En su vida llevan una historia de relaciones intensas e inestables, se sienten
vacíos e inseguros de su personalidad, se convierten en hiperreligiosos
temporales y pueden tener ideas suicidas.
El
dato reciente de la extrema violencia contra niños en nuestra América, 9 niños
muertos cada hora, principalmente por violencia doméstica, nos indica que en el
futuro los sobrevivientes de dicha violencia serán la fuente a su vez de una
mayor violencia social.
La
exposición a un fuerte estresor temprano en la vida, acompañado de un genotipo
particular genera efectos neurobiológicos y moleculares que alteran el
desarrollo del individuo de una manera adaptativa, preparando su cerebro adulto
para sobrevivir y reproducirse en un mundo peligroso.

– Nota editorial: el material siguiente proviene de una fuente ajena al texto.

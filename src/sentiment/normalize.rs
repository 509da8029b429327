//! Text normalization: lowercase word tokens and adjacent-word bigrams

/// Split text into lowercase word tokens.
///
/// A token is a non-empty run of Unicode alphanumeric characters; everything
/// else separates tokens. Empty or whitespace-only input yields an empty
/// vector, never an error.
#[must_use]
pub fn tokenize(text: &str) -> Vec<String> {
    text.to_lowercase()
        .split(|c: char| !c.is_alphanumeric())
        .filter(|s| !s.is_empty())
        .map(str::to_string)
        .collect()
}

/// Join consecutive tokens into two-word phrases separated by one space.
#[must_use]
pub fn bigrams(tokens: &[String]) -> Vec<String> {
    tokens
        .windows(2)
        .map(|pair| format!("{} {}", pair[0], pair[1]))
        .collect()
}

#[cfg(test)]
mod tests {
    use super::*;

    #[test]
    fn test_tokenize_lowercases_and_splits_punctuation() {
        let tokens = tokenize("I love this, it's amazing and wonderful!");
        assert_eq!(
            tokens,
            vec!["i", "love", "this", "it", "s", "amazing", "and", "wonderful"]
        );
    }

    #[test]
    fn test_tokenize_empty_and_whitespace() {
        assert!(tokenize("").is_empty());
        assert!(tokenize("   \n\t  ").is_empty());
        assert!(tokenize("!!! ... ???").is_empty());
    }

    #[test]
    fn test_tokenize_unicode() {
        let tokens = tokenize("Schön großartig! 最高です");
        assert_eq!(tokens, vec!["schön", "großartig", "最高です"]);
    }

    #[test]
    fn test_bigrams_adjacent_pairs() {
        let tokens = tokenize("mental health matters");
        assert_eq!(bigrams(&tokens), vec!["mental health", "health matters"]);
    }

    #[test]
    fn test_bigrams_short_input() {
        assert!(bigrams(&[]).is_empty());
        assert!(bigrams(&["one".to_string()]).is_empty());
    }
}
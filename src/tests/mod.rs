//! Test modules

pub mod unit_tests;
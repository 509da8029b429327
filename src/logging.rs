//! Logging configuration for TubePulse

use crate::Result;
use std::path::Path;
use tracing_subscriber::{
    fmt::{self, format::FmtSpan},
    layer::SubscriberExt,
    util::SubscriberInitExt,
    EnvFilter, Registry,
};

/// Initialize logging system with file output
pub fn init_logging() -> Result<()> {
    init_logging_with_config(None)
}

/// Initialize logging with configuration
pub fn init_logging_with_config(config: Option<&crate::config::AppConfig>) -> Result<()> {
    // Create logs directory if it doesn't exist
    let logs_dir = Path::new("logs");
    if !logs_dir.exists() {
        std::fs::create_dir_all(logs_dir)?;
    }

    // Set up environment filter - use config if available, otherwise default
    let env_filter = if let Some(config) = config {
        let level = &config.logging.level;
        EnvFilter::new(format!("{level},tubepulse={level}"))
    } else {
        // Fallback to environment variable or default
        EnvFilter::try_from_default_env()
            .unwrap_or_else(|_| EnvFilter::new("info,tubepulse=debug"))
    };

    // Set up file appender for all logs
    let file_appender = tracing_appender::rolling::daily("logs", "tubepulse.log");
    let (non_blocking, _guard) = tracing_appender::non_blocking(file_appender);

    // Set up console appender with colors
    let console_layer = fmt::layer()
        .with_target(true)
        .with_span_events(FmtSpan::CLOSE)
        .with_writer(std::io::stderr);

    // Set up file layer
    let file_layer = fmt::layer()
        .with_target(true)
        .with_file(true)
        .with_line_number(true)
        .with_span_events(FmtSpan::CLOSE)
        .with_writer(non_blocking)
        .with_ansi(false); // No colors in file

    // Initialize the registry
    Registry::default()
        .with(env_filter)
        .with(console_layer)
        .with(file_layer)
        .init();

    let level = config.map_or("info", |c| c.logging.level.as_str());

    tracing::info!(
        "Logging initialized with level: {} - console and file output enabled",
        level
    );
    tracing::info!("Log files will be saved to: logs/tubepulse.log.YYYY-MM-DD");

    // Store the guard to prevent it from being dropped
    std::mem::forget(_guard);

    Ok(())
}

/// Initialize logging with custom log level
pub fn init_logging_with_level(level: &str) -> Result<()> {
    let logs_dir = Path::new("logs");
    if !logs_dir.exists() {
        std::fs::create_dir_all(logs_dir)?;
    }

    let env_filter = EnvFilter::new(format!("{level},tubepulse={level}"));

    let file_appender = tracing_appender::rolling::daily("logs", "tubepulse.log");
    let (non_blocking, _guard) = tracing_appender::non_blocking(file_appender);

    let console_layer = fmt::layer()
        .with_target(true)
        .with_span_events(FmtSpan::CLOSE)
        .with_writer(std::io::stderr);

    let file_layer = fmt::layer()
        .with_target(true)
        .with_file(true)
        .with_line_number(true)
        .with_span_events(FmtSpan::CLOSE)
        .with_writer(non_blocking)
        .with_ansi(false);

    Registry::default()
        .with(env_filter)
        .with(console_layer)
        .with(file_layer)
        .init();

    tracing::info!(
        "Logging initialized with level: {} - console and file output enabled",
        level
    );

    // Store the guard to prevent it from being dropped
    std::mem::forget(_guard);

    Ok(())
}

/// Initialize simple logging for testing
pub fn init_simple_logging() -> Result<()> {
    tracing_subscriber::fmt()
        .with_target(true)
        .with_max_level(tracing::Level::INFO)
        .init();

    tracing::info!("Simple logging initialized");
    Ok(())
}

#[cfg(test)]
mod tests {
    use super::*;

    #[test]
    fn test_logging_initialization() {
        // This test just ensures the logging functions don't panic
        // In a real test environment, we'd need to be more careful about
        // multiple initializations
        let _ = init_simple_logging();
    }
}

Que haya sido su estrecho
nicho social el peligro, y no toda la sociedad, puede entonces producir un
individuo mal adaptado, violento y peligroso o puede retardar profundamente su
desarrollo, como el caso de los niños abandonados en los orfanatos de Rumanía,
caso ya famoso, o en lo literario el caso de Yilal Gravoski, el niño de Simón y
Elena, adoptado en Viet-Nam y que era mudo sin ser sordo, por el trauma de una
guerra que nunca entendió, en la novela de Mario Vargas Llosa “Travesuras de la
niña mala” (Alfaguara, 2006).
La
expresión por mí escuchada en una entrevista de un alto funcionario
gubernamental encargado de la represión legal de la violencia en nuestro país,
expresando que si él fuese hijo de una familia paupérrima fuese un ladronzuelo,
es no sólo patética, sino infundada, salvo que él sepa porqué lo dice. Tenemos
más de la mitad de la población por debajo del índice de pobreza y no me parece
que todos esos niños sean violentos y
ladronzuelos, al contrario, están en las escuelas y llenan nuestras
universidades.
Los
llamados a cero tolerancia contra la violencia infantil y doméstica en general
no son un grito en el vacío. Es la opción más acorde con lo que nos muestra hoy
todo el avance científico de los últimos 50 años para constituir una política
preventiva de la criminalidad y la violencia antisocial.